Fast, Short and Lively
On the upside, I was pretty impressed with the speed of basic character creation. Filling in the sheet took quite a while as I rummaged through the book in search of saving throws, equipment weights or whatever. However, actually rolling up Oswyn was really simple. Six lots of die rolls, followed by a fairly simple choice of class: generally you won't be qualified for about half the classes as they have ability prerequisites, and if you have one or two high scores you really want to pick the matching class.
As it happened I had generally decent scores, but high Strength and Con, so a fighter was the obvious way to go. Also, to be fair, I wanted something straightforward for my first game in the system. Having picked a fighter, all there was to do was pick a couple of weapon specialisations and go shopping. No skill points to carefully apportion, with an eye on feat choices a few levels later. No feats to choose. Admittedly I actually rather like feats, but that's not the point: they do add another, really quite large, layer of complexity. Also, in fairness, we aren't using weapon proficiencies (only specialisations) nor non-weapon proficiencies, which does save some time. And we're aiming for a human-based campaign. We did roll up backgrounds to help with character inspiration, though. But yes, I was impressed than in about an hour and a half, we managed to test the VOIP software, introduce ourselves as necessary, establish some background, create characters, shop, start working out party backstory and do a fair bit of nattering.
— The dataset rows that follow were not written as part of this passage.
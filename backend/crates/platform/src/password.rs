//! Password Hashing and Verification
//!
//! bcrypt with a per-call random salt embedded in the output
//! (`$2b$<cost>$<salt><hash>`), plus zeroization of clear text.
//!
//! Strength policy is left to callers; the only rules enforced here are
//! the ones bcrypt itself needs (non-empty, at most 72 bytes, no NUL).

use std::fmt;

use thiserror::Error;
use zeroize::{Zeroize, ZeroizeOnDrop};

/// bcrypt only consumes the first 72 bytes of input
pub const MAX_PASSWORD_BYTES: usize = 72;

/// Cost used when the caller does not choose one
pub const DEFAULT_COST: u32 = bcrypt::DEFAULT_COST;

/// Cheapest cost bcrypt accepts; for tests
pub const MIN_COST: u32 = 4;

// ============================================================================
// Error Types
// ============================================================================

#[derive(Debug, Clone, PartialEq, Eq, Error)]
pub enum PasswordPolicyError {
    #[error("Password cannot be empty")]
    Empty,

    /// Longer input would be silently truncated by bcrypt
    #[error("Password must be at most {max} bytes (got {actual})")]
    TooLong { max: usize, actual: usize },

    #[error("Password contains a NUL character")]
    InvalidCharacter,
}

#[derive(Debug, Error)]
pub enum PasswordHashError {
    #[error("Password hashing failed: {0}")]
    HashingFailed(String),
}

// ============================================================================
// Clear Text Password (Zeroized on drop)
// ============================================================================

/// Clear text password with automatic memory zeroization
///
/// Does not implement `Clone`, and `Debug` output is redacted.
#[derive(Zeroize, ZeroizeOnDrop)]
pub struct ClearTextPassword(String);

impl ClearTextPassword {
    pub fn new(raw: String) -> Result<Self, PasswordPolicyError> {
        let password = Self(raw);

        if password.0.is_empty() {
            return Err(PasswordPolicyError::Empty);
        }
        if password.0.len() > MAX_PASSWORD_BYTES {
            return Err(PasswordPolicyError::TooLong {
                max: MAX_PASSWORD_BYTES,
                actual: password.0.len(),
            });
        }
        if password.0.contains('\0') {
            return Err(PasswordPolicyError::InvalidCharacter);
        }

        Ok(password)
    }

    /// Hash with a fresh random salt at the given work factor
    pub fn hash(&self, cost: u32) -> Result<HashedPassword, PasswordHashError> {
        let hash = bcrypt::hash(self.0.as_bytes(), cost)
            .map_err(|e| PasswordHashError::HashingFailed(e.to_string()))?;
        Ok(HashedPassword { hash })
    }
}

impl fmt::Debug for ClearTextPassword {
    fn fmt(&self, f: &mut fmt::Formatter<'_>) -> fmt::Result {
        f.debug_tuple("ClearTextPassword")
            .field(&"[REDACTED]")
            .finish()
    }
}

// ============================================================================
// Hashed Password (Safe to store)
// ============================================================================

/// bcrypt hash string as stored in the database
#[derive(Clone, PartialEq, Eq)]
pub struct HashedPassword {
    hash: String,
}

impl HashedPassword {
    /// Wrap a stored hash without parsing it
    ///
    /// A malformed value simply never verifies.
    pub fn from_stored(hash: impl Into<String>) -> Self {
        Self { hash: hash.into() }
    }

    pub fn as_str(&self) -> &str {
        &self.hash
    }

    /// Check a password against this hash
    ///
    /// A malformed hash and a wrong password both yield `false`. The digest
    /// comparison inside bcrypt is constant-time.
    pub fn verify(&self, password: &ClearTextPassword) -> bool {
        bcrypt::verify(password.0.as_bytes(), &self.hash).unwrap_or(false)
    }
}

impl fmt::Debug for HashedPassword {
    fn fmt(&self, f: &mut fmt::Formatter<'_>) -> fmt::Result {
        f.debug_struct("HashedPassword")
            .field("hash", &"[HASH]")
            .finish()
    }
}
So far, my time breakdown looks pretty much like this (in order of time spent, not in chronological order, in case you're really confused by my apparently bizarre approach to chargen):
- Fill in character sheet: ~30 mins
- of which ransacking rulebook: ~ 24 mins
- of which entering information: ~5 mins
- of which arithmetic: ~ 1 min
- Choose name: ~10 mins
- Invent character: ~5 mins
- Pick class and character abilities: ~2 mins
- Roll attributes: ~1 min
- Pick class: ~30 secs
- Pick race: ~1 sec
whereas a typical Pathfinder breakdown might look more like:
- Pick class and character abilities: ~30 mins
- of which reading feat descriptions, synergies and prerequisites: ~25 mins
- Choose name: ~10 mins
- Pick class: ~2 mins
- Fill in character sheet: ~5 min
- of which entering information: ~3 mins
- of which ransacking rulebook: ~ 1 min
- of which arithmetic: ~ 1 min
- Invent character: ~5 mins
- Pick race: ~1 min
- Roll attributes: ~1 min
So on the whole, I've got some reservations about the actual product. That doesn't really affect my anticipation for the game: as I said, I've got an experienced DM, everyone else has solid prior experience with the game, and I don't really expect to run into any problems. So I'm pretty excited.
And obviously, this is an early RPG, and it's not entirely fair to compare it to more recent developments and try to draw some kind of direct equivalence between them. Later editions of D&D, and pretty much everything else, have... well, at least had the opportunity to learn from AD&D 2nd edition, both in terms of actual rules, system coherence, and also fluffier issues of layout and organisation.
So yes, a not particularly deep non-review of a twenty-year-old RPG system. Woot. I can't imagine why this blog hasn't acquired a fanatical cult following yet.